=== PROBLEM TO SOLVE ===
Please reproduce exactly the line that contains "s[v] = c as ColourCount;" and every line after it through the end of the records below, adding nothing else.

***

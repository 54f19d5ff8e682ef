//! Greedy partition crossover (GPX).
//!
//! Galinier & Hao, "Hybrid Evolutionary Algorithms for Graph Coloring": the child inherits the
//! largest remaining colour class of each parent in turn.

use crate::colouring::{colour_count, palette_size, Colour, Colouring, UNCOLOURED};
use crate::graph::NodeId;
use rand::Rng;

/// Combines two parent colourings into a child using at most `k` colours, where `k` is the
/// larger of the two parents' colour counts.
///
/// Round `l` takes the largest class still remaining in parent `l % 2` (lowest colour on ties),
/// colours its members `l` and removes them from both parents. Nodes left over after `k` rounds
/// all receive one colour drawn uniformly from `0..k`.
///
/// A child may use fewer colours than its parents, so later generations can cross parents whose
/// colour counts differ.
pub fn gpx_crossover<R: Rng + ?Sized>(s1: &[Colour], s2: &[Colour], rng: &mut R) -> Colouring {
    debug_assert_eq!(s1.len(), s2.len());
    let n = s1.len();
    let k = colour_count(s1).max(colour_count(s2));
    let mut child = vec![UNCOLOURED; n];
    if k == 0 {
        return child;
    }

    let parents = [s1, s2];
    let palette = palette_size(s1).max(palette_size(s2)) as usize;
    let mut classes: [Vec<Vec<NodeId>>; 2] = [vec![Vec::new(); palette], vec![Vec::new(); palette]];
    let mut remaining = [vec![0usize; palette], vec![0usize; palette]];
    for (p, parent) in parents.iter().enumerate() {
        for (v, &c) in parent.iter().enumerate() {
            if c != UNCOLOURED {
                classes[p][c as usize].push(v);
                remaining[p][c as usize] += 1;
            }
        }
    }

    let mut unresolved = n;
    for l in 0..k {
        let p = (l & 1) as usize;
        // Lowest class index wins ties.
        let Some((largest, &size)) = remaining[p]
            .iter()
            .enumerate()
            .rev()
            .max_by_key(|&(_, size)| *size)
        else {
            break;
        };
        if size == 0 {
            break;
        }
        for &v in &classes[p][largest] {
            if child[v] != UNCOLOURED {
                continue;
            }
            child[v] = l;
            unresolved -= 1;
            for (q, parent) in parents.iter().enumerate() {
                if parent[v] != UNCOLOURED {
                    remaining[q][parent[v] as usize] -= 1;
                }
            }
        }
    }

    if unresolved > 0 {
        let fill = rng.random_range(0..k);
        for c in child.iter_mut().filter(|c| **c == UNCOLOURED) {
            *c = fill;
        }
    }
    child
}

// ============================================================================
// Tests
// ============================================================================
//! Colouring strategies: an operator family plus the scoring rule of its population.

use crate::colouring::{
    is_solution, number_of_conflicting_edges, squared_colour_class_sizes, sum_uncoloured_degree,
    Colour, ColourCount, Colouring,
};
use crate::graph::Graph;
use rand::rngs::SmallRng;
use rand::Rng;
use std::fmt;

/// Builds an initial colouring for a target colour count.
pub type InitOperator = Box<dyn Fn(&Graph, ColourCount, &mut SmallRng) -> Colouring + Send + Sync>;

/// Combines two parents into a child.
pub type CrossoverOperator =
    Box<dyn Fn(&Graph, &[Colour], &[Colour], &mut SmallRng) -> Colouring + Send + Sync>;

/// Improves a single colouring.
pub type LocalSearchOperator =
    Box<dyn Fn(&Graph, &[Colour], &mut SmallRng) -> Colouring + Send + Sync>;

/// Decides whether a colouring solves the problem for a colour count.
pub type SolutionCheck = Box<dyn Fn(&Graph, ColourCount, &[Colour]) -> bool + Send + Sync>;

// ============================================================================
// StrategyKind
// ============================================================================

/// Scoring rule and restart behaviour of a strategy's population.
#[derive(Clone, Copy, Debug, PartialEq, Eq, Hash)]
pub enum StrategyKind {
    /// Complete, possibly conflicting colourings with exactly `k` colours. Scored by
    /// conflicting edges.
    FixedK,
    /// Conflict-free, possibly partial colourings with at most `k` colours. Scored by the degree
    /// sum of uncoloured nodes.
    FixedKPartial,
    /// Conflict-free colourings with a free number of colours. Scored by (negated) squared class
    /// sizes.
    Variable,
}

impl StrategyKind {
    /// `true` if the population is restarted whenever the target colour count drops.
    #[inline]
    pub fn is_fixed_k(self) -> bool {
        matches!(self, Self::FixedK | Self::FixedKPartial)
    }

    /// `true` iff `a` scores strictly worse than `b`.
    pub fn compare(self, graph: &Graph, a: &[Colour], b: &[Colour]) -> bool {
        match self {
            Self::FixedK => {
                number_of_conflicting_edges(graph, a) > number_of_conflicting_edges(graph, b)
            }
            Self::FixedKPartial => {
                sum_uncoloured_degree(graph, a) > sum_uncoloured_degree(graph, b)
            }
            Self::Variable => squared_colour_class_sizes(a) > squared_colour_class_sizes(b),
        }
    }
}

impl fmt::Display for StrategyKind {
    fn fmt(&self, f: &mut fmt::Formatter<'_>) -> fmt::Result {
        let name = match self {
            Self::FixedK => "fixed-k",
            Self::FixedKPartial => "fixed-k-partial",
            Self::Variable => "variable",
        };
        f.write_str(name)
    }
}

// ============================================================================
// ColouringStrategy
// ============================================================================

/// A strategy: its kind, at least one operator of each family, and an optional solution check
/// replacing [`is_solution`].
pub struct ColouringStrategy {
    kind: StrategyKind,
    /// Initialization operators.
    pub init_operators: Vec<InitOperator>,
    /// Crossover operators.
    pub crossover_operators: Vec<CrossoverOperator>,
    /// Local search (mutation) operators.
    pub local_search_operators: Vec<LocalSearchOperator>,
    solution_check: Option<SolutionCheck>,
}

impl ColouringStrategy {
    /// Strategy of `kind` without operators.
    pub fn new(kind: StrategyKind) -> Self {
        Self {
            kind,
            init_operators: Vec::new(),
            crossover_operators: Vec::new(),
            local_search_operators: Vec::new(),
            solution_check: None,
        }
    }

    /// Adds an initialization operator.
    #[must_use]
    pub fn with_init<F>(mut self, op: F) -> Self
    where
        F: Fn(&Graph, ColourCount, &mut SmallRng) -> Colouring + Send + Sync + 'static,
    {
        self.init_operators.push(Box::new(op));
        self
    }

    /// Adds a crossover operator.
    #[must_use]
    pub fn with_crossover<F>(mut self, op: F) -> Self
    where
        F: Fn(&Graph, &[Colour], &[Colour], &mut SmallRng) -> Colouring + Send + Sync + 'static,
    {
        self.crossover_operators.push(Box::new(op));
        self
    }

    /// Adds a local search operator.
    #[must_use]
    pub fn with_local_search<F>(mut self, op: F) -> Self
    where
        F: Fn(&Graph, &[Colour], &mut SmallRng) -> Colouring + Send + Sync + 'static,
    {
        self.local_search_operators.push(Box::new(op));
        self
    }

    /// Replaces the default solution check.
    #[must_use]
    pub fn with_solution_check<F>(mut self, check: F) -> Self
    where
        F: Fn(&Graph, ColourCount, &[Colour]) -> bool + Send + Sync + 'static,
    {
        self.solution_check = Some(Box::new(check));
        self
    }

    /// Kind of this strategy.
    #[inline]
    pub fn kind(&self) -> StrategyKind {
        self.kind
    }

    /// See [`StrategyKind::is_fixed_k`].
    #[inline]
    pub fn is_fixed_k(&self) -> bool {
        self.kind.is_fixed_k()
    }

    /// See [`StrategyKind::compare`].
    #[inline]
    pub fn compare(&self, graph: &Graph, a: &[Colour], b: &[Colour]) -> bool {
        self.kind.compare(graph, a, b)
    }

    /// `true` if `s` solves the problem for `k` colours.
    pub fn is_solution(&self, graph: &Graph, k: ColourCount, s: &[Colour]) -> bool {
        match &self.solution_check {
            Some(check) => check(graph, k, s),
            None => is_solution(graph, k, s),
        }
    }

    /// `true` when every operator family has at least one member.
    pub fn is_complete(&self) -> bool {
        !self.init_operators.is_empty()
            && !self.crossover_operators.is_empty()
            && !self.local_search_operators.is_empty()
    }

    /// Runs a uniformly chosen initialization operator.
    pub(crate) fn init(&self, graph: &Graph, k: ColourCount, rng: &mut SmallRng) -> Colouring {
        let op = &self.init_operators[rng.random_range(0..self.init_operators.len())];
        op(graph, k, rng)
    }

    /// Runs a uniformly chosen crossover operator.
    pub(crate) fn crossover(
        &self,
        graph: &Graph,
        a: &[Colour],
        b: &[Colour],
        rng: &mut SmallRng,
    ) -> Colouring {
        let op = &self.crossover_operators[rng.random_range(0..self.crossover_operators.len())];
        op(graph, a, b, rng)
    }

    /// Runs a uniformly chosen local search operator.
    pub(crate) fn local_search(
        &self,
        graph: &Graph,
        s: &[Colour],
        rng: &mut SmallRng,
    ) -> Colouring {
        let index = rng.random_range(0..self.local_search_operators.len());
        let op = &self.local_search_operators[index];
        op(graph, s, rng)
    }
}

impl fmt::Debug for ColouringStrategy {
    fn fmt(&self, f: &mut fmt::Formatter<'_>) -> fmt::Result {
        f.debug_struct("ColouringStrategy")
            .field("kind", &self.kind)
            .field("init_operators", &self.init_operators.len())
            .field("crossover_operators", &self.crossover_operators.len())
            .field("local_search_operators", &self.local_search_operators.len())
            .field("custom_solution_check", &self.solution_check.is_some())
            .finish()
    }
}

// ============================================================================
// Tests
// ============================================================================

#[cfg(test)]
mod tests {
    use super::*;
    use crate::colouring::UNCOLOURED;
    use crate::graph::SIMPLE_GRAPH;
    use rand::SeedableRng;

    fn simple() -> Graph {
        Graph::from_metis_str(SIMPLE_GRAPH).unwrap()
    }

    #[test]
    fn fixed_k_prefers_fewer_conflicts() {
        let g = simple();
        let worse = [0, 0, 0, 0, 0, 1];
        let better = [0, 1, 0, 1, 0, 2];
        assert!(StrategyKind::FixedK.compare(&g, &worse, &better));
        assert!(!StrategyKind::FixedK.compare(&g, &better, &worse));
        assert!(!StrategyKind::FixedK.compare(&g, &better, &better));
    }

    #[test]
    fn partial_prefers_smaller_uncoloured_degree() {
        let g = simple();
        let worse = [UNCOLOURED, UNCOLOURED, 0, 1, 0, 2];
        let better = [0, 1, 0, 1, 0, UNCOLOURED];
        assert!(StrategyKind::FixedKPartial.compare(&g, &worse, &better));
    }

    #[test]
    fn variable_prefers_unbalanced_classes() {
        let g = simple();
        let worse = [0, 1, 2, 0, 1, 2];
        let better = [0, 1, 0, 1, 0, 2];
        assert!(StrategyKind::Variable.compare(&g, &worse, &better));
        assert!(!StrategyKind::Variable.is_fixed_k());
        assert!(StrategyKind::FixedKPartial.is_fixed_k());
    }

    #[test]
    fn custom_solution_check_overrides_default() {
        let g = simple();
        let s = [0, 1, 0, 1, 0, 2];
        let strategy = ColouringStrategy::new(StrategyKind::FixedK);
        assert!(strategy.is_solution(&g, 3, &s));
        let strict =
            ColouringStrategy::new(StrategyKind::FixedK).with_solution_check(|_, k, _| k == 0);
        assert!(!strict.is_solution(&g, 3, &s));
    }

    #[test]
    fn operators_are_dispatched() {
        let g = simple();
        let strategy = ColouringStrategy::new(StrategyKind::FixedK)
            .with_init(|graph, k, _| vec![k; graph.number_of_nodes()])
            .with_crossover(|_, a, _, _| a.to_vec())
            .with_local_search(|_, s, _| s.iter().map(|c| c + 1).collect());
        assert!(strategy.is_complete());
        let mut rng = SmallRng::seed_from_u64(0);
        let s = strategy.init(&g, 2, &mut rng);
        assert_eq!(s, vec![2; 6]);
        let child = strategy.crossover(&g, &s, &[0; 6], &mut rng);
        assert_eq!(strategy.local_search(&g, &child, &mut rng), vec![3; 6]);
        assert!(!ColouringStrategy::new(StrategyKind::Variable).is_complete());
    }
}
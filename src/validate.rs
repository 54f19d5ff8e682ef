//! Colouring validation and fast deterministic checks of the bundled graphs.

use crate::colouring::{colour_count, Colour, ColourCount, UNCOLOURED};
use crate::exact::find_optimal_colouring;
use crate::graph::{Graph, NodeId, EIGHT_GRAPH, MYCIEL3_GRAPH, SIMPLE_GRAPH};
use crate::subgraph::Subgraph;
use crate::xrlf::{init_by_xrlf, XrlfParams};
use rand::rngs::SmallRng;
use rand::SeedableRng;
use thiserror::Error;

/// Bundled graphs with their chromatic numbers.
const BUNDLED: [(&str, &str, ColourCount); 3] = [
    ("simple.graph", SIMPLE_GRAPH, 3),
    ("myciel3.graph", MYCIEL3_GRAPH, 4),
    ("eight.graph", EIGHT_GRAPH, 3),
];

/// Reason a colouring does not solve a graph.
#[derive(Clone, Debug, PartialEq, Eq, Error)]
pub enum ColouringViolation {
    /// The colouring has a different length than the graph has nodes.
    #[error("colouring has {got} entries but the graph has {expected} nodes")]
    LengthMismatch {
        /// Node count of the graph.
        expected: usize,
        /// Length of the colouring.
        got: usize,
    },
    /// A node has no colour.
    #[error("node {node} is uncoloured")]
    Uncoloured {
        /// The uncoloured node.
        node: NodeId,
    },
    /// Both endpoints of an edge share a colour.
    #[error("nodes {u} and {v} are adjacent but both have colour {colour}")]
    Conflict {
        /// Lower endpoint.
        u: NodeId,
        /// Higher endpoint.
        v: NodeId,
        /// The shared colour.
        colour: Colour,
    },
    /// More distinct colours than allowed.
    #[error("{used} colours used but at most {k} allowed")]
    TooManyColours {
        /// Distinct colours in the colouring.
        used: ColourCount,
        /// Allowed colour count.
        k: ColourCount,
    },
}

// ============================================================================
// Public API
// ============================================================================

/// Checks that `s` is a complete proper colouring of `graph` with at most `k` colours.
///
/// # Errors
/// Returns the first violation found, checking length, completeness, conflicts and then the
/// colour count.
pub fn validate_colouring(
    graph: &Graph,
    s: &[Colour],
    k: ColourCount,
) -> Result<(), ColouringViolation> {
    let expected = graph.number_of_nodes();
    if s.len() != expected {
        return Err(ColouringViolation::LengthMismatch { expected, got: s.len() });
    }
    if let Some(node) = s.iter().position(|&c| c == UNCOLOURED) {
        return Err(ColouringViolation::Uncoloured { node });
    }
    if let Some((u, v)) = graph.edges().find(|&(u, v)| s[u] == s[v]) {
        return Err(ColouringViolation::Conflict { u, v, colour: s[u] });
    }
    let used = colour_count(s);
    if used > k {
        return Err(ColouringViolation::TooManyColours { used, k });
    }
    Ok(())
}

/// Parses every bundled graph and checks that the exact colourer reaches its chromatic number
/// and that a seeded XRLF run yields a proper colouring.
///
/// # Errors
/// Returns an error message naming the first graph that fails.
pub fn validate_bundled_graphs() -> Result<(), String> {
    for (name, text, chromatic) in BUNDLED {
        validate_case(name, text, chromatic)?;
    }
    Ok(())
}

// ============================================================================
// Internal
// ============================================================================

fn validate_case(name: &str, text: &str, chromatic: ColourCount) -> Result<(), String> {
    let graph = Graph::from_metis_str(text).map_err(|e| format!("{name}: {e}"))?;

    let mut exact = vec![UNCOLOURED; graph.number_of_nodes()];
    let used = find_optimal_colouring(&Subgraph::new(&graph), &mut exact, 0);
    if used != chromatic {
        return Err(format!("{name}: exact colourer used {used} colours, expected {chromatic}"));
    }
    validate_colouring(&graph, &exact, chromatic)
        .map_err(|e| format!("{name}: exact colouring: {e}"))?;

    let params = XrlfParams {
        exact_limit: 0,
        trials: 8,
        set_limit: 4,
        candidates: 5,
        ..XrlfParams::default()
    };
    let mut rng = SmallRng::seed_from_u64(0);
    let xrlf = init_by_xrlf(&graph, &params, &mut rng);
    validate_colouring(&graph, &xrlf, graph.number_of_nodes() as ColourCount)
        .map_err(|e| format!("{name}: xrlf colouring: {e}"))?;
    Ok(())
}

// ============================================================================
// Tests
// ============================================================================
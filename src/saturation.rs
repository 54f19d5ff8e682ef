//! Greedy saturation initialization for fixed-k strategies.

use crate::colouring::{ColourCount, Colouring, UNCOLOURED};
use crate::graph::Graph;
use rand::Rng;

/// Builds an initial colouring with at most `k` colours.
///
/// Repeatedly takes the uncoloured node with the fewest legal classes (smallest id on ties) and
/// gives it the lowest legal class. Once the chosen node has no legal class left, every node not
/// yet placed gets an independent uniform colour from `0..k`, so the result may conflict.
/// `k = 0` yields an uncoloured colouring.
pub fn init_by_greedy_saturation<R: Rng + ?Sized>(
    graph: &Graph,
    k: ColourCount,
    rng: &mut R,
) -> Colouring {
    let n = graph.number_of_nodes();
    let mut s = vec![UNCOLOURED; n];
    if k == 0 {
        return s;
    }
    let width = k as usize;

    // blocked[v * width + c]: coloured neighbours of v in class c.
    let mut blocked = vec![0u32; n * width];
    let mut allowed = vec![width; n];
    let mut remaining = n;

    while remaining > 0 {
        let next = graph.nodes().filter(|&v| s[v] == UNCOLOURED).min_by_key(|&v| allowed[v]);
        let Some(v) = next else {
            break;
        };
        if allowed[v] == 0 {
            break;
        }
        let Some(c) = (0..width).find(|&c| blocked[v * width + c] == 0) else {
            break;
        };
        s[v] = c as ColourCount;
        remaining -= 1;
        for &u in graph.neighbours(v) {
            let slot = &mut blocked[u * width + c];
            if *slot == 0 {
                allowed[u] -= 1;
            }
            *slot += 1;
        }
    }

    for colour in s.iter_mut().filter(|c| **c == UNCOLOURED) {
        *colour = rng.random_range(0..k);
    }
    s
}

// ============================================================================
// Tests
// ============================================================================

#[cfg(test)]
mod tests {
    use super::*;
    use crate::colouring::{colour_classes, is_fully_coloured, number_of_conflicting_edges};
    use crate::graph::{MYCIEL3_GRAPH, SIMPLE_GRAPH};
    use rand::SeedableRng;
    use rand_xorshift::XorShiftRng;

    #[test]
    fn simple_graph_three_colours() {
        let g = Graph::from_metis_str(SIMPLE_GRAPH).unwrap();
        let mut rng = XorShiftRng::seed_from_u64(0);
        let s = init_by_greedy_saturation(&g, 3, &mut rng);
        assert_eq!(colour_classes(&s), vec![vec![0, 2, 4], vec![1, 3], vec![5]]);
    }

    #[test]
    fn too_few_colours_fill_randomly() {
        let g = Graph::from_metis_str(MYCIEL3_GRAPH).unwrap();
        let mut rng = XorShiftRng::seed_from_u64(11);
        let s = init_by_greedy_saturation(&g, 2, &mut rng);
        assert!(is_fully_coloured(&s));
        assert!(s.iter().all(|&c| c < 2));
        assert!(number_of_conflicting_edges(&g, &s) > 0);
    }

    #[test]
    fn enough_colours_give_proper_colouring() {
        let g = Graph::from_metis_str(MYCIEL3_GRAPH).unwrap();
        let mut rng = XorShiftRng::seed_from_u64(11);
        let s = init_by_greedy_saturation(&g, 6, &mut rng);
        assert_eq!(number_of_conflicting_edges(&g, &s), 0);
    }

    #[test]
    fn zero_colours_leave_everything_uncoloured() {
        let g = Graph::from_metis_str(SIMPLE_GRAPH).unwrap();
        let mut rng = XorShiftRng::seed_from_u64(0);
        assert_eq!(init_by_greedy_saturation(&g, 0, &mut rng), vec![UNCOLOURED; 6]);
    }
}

***

=== EXPECTED ANSWER ===
        s[v] = c as ColourCount;
        remaining -= 1;
        for &u in graph.neighbours(v) {
            let slot = &mut blocked[u * width + c];
            if *slot == 0 {
                allowed[u] -= 1;
            }
            *slot += 1;
        }
    }

    for colour in s.iter_mut().filter(|c| **c == UNCOLOURED) {
        *colour = rng.random_range(0..k);
    }
    s
}

// ============================================================================
// Tests
// ============================================================================

#[cfg(test)]
mod tests {
    use super::*;
    use crate::colouring::{colour_classes, is_fully_coloured, number_of_conflicting_edges};
    use crate::graph::{MYCIEL3_GRAPH, SIMPLE_GRAPH};
    use rand::SeedableRng;
    use rand_xorshift::XorShiftRng;

    #[test]
    fn simple_graph_three_colours() {
        let g = Graph::from_metis_str(SIMPLE_GRAPH).unwrap();
        let mut rng = XorShiftRng::seed_from_u64(0);
        let s = init_by_greedy_saturation(&g, 3, &mut rng);
        assert_eq!(colour_classes(&s), vec![vec![0, 2, 4], vec![1, 3], vec![5]]);
    }

    #[test]
    fn too_few_colours_fill_randomly() {
        let g = Graph::from_metis_str(MYCIEL3_GRAPH).unwrap();
        let mut rng = XorShiftRng::seed_from_u64(11);
        let s = init_by_greedy_saturation(&g, 2, &mut rng);
        assert!(is_fully_coloured(&s));
        assert!(s.iter().all(|&c| c < 2));
        assert!(number_of_conflicting_edges(&g, &s) > 0);
    }

    #[test]
    fn enough_colours_give_proper_colouring() {
        let g = Graph::from_metis_str(MYCIEL3_GRAPH).unwrap();
        let mut rng = XorShiftRng::seed_from_u64(11);
        let s = init_by_greedy_saturation(&g, 6, &mut rng);
        assert_eq!(number_of_conflicting_edges(&g, &s), 0);
    }

    #[test]
    fn zero_colours_leave_everything_uncoloured() {
        let g = Graph::from_metis_str(SIMPLE_GRAPH).unwrap();
        let mut rng = XorShiftRng::seed_from_u64(0);
        assert_eq!(init_by_greedy_saturation(&g, 0, &mut rng), vec![UNCOLOURED; 6]);
    }
}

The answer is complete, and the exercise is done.